Harakiri del centrodestra in Puglia e la vittoria di Pirro


Una Puglia ferita dall’astensione, il centrodestra autore di un clamoroso harakiri e una vittoria che, rapportata agli aventi diritto, diventa politicamente ridicola.
Una vittoria che sa di sconfitta: in Puglia nessuno ha vinto davvero

Le elezioni regionali pugliesi consegnano un quadro politico che ha dell’incredibile: sorridono tutti, ma hanno perso tutti. Chi rivendica il successo lo fa senza considerare un dato fondamentale: la maggioranza dei pugliesi ha scelto di non votare. Senza il popolo, nessuna vittoria è una vera vittoria.
L’astensione, ancora una volta, è stata il primo partito. Una bocciatura generale che colpisce ogni schieramento e che racconta molto più delle percentuali ufficiali. È il segnale di una democrazia che si regge sempre di più su una minoranza della minoranza.
Vent’anni di governo e il rifiuto degli elettori: il passato presenta il conto
La stessa coalizione che governa la Puglia da vent’anni alla guida della regione, ma con un fatto evidente: molti dei suoi elettori storici, questa volta, non si sono presentati alle urne. Non sono passati dall’altra parte, non hanno scelto il fronte opposto, hanno semplicemente scelto il silenzio.
È un ritiro che vale come una bocciatura. Un messaggio chiaro: quel modello di governo, quel modo di intendere il potere regionale, non convince più come prima. Il risultato non è un trionfo, ma un campanello d’allarme per chi pensa di poter continuare come se nulla fosse.
Il harakiri del centrodestra: una candidatura che è sembrata un regalo
Sul fronte opposto, il centrodestra ha compiuto un vero harakiri politico. La candidatura di Lobuono, persona rispettabile ma non certo trascinante, è apparsa sin dall’inizio come un autogol, quasi un regalo fatto agli avversari. Il distacco con Decaro era chiaro già alla vigilia e nessuno, a livello nazionale, ha dato l’impressione di volerlo davvero colmare.
È sembrata una partita giocata per dovere, non per convinzione. Una candidatura messa lì come un tassello su una casella, più per obbligo che per ambizione. In molti, nel centrodestra, hanno persino sussurrato che un candidato come Vannacci avrebbe potuto prendere molti più voti.
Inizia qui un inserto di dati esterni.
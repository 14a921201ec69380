//! notebook calc command implementation.

use crate::calc;
use crate::error::Result;
use crate::output::{emit_plain, OutputOptions};

pub struct CalcOptions {
    pub expression: String,
    pub json: bool,
    pub quiet: bool,
}

#[derive(serde::Serialize)]
struct CalcReport<'a> {
    expression: &'a str,
    result: String,
    #[serde(skip_serializing_if = "Option::is_none")]
    error: Option<String>,
}

pub fn run(options: CalcOptions) -> Result<()> {
    let (result, error) = match calc::try_evaluate(&options.expression) {
        Ok(value) => (value.to_string(), None),
        Err(err) => (calc::ERROR.to_string(), Some(err.to_string())),
    };

    emit_plain(
        OutputOptions {
            json: options.json,
            quiet: options.quiet,
        },
        "calc",
        &CalcReport {
            expression: &options.expression,
            result: result.clone(),
            error,
        },
        &result,
    )
}
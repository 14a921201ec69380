//! Storage layer for notebook
//!
//! All state lives in flat JSON files inside a single data directory:
//!
//! ```text
//! <data dir>/
//!   .notebook.toml    # Optional configuration
//!   notes.json        # Object mapping note title -> content
//!   todos.json        # Array of {"id", "task", "done"} records
//! ```
//!
//! Every save rewrites the whole file. Loading a file that does not exist
//! yields the caller's default and leaves the filesystem untouched.

use std::fs;
use std::io::Write;
use std::path::{Path, PathBuf};

use serde::{de::DeserializeOwned, Serialize};
use tempfile::NamedTempFile;

use crate::config::Config;
use crate::error::{Error, Result};

/// Name of the optional configuration file in the data directory
pub const CONFIG_FILE: &str = ".notebook.toml";

/// Resolved locations of the notebook data files
#[derive(Debug, Clone)]
pub struct Storage {
    data_dir: PathBuf,
    notes_file: PathBuf,
    todos_file: PathBuf,
}

impl Storage {
    /// Create storage rooted at `data_dir`, naming files per `config`
    pub fn new(data_dir: PathBuf, config: &Config) -> Self {
        let notes_file = data_dir.join(&config.storage.notes_file);
        let todos_file = data_dir.join(&config.storage.todos_file);
        Self {
            data_dir,
            notes_file,
            todos_file,
        }
    }

    pub fn data_dir(&self) -> &Path {
        &self.data_dir
    }

    /// Path to the notes file
    pub fn notes_file(&self) -> &Path {
        &self.notes_file
    }

    /// Path to the to-do file
    pub fn todos_file(&self) -> &Path {
        &self.todos_file
    }
}

/// Load JSON data from `path`, or return `default` when the file is absent.
///
/// A file that exists but does not parse is reported as [`Error::Parse`].
pub fn load_json<T: DeserializeOwned>(path: &Path, default: T) -> Result<T> {
    if !path.exists() {
        tracing::debug!(path = %path.display(), "data file missing, using default");
        return Ok(default);
    }

    let content = fs::read_to_string(path)?;
    let data = serde_json::from_str(&content).map_err(|source| Error::Parse {
        path: path.to_path_buf(),
        source,
    })?;
    tracing::debug!(path = %path.display(), bytes = content.len(), "loaded data file");
    Ok(data)
}

/// Serialize `data` as pretty JSON and replace `path` with it.
pub fn save_json<T: Serialize>(path: &Path, data: &T) -> Result<()> {
    let json = serde_json::to_string_pretty(data)?;
    write_atomic(path, json.as_bytes())?;
    tracing::debug!(path = %path.display(), bytes = json.len(), "saved data file");
    Ok(())
}

/// Write data using temp file + rename so the target is either the old or
/// the new contents, never a partial write.
pub fn write_atomic(path: &Path, data: &[u8]) -> Result<()> {
    let parent = match path.parent() {
        Some(parent) if !parent.as_os_str().is_empty() => parent.to_path_buf(),
        _ => PathBuf::from("."),
    };
    fs::create_dir_all(&parent)?;

    let mut temp = NamedTempFile::new_in(&parent)?;
    temp.write_all(data)?;
    temp.as_file().sync_all()?;
    temp.persist(path).map_err(|err| Error::Io(err.error))?;

    Ok(())
}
Che sia vero o no, il messaggio è chiaro: è mancata una figura capace di interpretare il malessere e la rabbia di chi ha preferito stare a casa invece di votare.
Il paradosso dei sorrisi: la minoranza che si comporta da vincitrice
Il quadro finale è surreale: festeggiano anche quelli che hanno perso. Festeggiano quelli che, rispetto al passato, hanno raccolto meno voti. Festeggiano quelli che chiamano vittoria una percentuale che, una volta rapportata agli aventi diritto, si riduce a un numero politicamente ridicolo.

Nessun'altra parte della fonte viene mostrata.